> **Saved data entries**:
——————

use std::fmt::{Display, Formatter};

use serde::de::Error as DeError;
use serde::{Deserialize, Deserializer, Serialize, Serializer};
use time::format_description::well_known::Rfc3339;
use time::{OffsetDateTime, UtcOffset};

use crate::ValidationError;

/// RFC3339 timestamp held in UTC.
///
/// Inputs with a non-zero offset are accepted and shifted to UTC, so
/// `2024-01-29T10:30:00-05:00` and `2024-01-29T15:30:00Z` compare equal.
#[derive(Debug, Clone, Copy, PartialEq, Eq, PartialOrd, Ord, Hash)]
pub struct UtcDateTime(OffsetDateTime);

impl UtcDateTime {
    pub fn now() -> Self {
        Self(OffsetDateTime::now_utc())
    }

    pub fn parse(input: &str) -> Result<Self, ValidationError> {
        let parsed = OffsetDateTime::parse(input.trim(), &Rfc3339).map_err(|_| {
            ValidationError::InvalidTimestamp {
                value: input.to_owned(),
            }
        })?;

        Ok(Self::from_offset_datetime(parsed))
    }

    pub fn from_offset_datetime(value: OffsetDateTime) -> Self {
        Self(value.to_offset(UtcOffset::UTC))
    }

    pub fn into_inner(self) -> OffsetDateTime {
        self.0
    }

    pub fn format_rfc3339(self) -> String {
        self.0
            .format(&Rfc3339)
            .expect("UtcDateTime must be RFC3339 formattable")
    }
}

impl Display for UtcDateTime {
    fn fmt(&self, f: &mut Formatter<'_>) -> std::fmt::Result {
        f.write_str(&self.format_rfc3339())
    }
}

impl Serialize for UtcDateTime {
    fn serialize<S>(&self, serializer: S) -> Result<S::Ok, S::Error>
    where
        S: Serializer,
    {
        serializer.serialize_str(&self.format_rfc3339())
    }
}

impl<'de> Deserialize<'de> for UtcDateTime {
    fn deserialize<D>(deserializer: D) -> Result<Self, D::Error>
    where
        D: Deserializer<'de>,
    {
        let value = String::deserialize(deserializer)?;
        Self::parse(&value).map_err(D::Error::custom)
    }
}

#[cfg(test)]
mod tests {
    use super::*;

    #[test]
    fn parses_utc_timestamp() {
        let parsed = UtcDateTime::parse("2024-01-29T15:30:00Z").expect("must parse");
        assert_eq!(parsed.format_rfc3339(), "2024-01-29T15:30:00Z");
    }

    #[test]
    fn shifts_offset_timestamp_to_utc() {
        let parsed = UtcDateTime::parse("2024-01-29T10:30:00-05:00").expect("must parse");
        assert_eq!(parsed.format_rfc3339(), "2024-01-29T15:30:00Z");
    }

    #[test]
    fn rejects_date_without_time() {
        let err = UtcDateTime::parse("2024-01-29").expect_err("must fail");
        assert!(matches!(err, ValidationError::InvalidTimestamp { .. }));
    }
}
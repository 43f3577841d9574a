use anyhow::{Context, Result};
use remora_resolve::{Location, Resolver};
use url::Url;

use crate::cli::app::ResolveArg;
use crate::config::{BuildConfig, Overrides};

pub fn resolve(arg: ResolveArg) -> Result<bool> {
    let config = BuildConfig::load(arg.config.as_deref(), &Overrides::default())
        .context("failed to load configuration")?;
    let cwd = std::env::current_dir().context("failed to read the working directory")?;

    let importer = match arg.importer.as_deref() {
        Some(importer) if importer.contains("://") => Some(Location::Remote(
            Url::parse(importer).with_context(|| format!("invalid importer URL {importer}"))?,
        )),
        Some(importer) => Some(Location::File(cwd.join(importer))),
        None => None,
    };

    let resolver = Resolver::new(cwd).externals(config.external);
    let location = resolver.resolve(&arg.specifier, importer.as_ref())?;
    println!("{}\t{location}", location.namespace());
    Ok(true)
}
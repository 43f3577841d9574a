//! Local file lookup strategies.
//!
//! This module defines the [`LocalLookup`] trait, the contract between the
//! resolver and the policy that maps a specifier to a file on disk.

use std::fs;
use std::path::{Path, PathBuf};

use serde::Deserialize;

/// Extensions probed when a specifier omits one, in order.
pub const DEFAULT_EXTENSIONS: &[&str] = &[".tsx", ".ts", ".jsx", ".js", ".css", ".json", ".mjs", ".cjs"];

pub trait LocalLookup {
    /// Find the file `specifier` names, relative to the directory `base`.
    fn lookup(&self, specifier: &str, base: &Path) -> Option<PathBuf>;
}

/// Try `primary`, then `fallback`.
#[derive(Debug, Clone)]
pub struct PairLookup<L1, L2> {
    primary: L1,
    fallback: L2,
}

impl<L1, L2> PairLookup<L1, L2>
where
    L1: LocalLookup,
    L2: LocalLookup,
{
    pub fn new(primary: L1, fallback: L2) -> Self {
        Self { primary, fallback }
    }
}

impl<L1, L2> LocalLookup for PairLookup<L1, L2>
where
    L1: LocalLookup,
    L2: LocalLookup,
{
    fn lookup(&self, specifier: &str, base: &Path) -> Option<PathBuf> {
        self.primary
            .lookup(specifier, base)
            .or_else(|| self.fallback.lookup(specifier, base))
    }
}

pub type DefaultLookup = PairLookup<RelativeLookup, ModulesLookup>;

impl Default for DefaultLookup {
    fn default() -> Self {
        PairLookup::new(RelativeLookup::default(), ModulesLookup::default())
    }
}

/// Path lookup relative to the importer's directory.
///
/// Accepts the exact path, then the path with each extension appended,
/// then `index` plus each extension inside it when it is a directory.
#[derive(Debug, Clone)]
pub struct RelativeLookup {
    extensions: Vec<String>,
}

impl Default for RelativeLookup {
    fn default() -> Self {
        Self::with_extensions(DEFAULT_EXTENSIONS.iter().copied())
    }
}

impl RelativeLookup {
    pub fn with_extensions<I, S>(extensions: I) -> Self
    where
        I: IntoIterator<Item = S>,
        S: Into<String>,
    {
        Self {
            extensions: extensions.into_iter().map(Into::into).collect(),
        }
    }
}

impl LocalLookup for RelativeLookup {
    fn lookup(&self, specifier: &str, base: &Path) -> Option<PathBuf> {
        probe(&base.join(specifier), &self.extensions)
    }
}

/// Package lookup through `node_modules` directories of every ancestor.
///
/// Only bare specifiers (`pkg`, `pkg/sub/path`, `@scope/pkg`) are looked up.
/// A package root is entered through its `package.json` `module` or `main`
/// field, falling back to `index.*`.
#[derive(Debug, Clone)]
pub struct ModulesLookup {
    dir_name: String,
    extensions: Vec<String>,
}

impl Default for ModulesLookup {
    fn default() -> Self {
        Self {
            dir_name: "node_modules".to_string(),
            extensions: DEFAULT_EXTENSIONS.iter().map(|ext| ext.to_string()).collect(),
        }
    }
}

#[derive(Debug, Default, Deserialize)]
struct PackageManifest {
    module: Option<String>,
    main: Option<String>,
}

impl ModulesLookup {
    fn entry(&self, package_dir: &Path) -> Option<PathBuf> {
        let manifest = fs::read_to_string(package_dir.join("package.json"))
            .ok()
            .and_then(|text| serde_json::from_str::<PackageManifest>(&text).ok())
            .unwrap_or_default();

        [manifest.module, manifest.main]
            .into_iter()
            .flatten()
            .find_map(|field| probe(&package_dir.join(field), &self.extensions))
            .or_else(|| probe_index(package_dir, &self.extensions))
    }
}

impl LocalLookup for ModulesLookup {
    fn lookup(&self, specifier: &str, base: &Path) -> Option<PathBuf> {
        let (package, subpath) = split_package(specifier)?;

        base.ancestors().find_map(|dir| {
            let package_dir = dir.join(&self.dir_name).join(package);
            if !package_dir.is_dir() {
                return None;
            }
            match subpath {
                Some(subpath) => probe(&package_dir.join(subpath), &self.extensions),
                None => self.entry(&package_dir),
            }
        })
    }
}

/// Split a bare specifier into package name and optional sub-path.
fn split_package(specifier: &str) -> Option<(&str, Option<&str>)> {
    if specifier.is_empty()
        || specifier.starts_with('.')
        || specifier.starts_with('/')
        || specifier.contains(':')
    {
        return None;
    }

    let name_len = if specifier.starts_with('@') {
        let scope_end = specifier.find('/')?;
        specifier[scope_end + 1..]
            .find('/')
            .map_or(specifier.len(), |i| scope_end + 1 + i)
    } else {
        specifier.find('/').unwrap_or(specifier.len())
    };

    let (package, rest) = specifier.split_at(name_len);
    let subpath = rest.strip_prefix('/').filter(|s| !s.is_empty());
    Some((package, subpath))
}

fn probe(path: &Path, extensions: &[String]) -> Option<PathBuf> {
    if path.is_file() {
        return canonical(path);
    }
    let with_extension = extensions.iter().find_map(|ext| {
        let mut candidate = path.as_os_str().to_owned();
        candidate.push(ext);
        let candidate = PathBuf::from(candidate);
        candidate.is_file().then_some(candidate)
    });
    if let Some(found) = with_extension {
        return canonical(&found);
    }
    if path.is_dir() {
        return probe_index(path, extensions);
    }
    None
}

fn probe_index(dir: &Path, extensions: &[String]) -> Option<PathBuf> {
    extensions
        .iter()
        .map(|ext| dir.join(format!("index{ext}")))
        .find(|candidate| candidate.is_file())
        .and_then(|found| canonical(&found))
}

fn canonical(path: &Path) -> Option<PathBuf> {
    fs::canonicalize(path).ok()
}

——————

> **Assignment**:
Each line of the data that holds "DefaultLookup" should be copied.

> **Exercise output**:
pub type DefaultLookup = PairLookup<RelativeLookup, ModulesLookup>;
impl Default for DefaultLookup {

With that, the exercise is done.